Exercise goal >>
Work out how many lines in the records below include the string "dropped", and reply with that number alone.

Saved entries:

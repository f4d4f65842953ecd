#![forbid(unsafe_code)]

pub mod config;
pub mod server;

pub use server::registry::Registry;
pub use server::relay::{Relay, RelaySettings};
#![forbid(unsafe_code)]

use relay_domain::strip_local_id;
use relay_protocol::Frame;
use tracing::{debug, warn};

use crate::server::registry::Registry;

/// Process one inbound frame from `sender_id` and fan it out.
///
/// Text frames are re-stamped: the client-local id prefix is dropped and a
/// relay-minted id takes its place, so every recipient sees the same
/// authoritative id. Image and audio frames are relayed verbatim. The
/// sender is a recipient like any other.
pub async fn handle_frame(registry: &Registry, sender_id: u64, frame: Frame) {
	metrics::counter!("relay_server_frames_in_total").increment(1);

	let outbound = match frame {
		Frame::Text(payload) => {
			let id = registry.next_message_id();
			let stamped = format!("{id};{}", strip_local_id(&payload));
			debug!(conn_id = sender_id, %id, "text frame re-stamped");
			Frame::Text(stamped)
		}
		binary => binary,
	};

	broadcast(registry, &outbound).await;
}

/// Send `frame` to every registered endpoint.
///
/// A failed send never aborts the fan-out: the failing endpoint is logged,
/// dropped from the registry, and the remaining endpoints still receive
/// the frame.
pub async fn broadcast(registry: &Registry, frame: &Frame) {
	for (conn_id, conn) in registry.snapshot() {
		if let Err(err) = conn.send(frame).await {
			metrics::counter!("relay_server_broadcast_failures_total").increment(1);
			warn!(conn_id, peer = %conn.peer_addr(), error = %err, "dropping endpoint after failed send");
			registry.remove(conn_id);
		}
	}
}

...

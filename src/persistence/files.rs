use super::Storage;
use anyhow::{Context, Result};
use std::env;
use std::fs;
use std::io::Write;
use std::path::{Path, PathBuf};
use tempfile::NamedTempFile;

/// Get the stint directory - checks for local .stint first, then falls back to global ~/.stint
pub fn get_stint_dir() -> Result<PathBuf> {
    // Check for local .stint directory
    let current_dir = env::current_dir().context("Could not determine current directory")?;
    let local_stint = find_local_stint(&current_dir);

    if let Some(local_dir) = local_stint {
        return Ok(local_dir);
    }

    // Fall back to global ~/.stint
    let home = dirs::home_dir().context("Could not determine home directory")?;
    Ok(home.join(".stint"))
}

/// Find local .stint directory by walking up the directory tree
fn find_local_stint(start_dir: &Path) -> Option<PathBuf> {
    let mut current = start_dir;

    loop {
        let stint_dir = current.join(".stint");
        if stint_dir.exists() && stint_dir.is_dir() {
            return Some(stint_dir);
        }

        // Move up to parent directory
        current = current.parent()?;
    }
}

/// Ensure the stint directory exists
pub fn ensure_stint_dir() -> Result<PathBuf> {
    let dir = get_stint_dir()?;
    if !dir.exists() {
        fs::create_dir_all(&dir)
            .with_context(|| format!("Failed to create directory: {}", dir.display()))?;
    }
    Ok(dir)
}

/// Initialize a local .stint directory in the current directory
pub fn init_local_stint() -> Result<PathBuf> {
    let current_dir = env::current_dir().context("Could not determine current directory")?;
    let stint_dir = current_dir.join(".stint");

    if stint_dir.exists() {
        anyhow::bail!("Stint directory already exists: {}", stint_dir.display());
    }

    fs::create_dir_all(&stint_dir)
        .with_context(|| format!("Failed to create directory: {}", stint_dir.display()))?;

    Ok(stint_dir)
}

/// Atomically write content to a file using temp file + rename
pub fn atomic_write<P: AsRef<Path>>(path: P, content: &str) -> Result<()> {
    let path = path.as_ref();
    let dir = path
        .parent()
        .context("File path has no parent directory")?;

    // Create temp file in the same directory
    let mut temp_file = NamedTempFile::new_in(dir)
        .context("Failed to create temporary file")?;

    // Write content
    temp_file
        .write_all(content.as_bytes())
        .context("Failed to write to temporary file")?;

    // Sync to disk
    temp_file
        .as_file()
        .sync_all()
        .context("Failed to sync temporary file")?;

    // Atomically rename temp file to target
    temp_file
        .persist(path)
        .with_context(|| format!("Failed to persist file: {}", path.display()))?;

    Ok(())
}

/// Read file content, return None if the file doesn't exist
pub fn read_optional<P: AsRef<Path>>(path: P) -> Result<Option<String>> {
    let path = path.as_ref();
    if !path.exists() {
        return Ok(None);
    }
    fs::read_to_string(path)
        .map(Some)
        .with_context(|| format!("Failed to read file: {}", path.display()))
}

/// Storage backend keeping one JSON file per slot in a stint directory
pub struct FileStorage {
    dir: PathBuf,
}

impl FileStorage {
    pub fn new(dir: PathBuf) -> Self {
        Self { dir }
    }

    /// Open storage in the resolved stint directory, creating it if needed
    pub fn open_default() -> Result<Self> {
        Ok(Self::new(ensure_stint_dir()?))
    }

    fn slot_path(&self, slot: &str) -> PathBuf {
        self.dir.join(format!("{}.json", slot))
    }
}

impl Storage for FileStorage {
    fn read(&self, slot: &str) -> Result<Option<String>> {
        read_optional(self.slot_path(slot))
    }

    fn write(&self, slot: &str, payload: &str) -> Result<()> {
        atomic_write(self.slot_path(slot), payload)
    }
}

Answer >>
2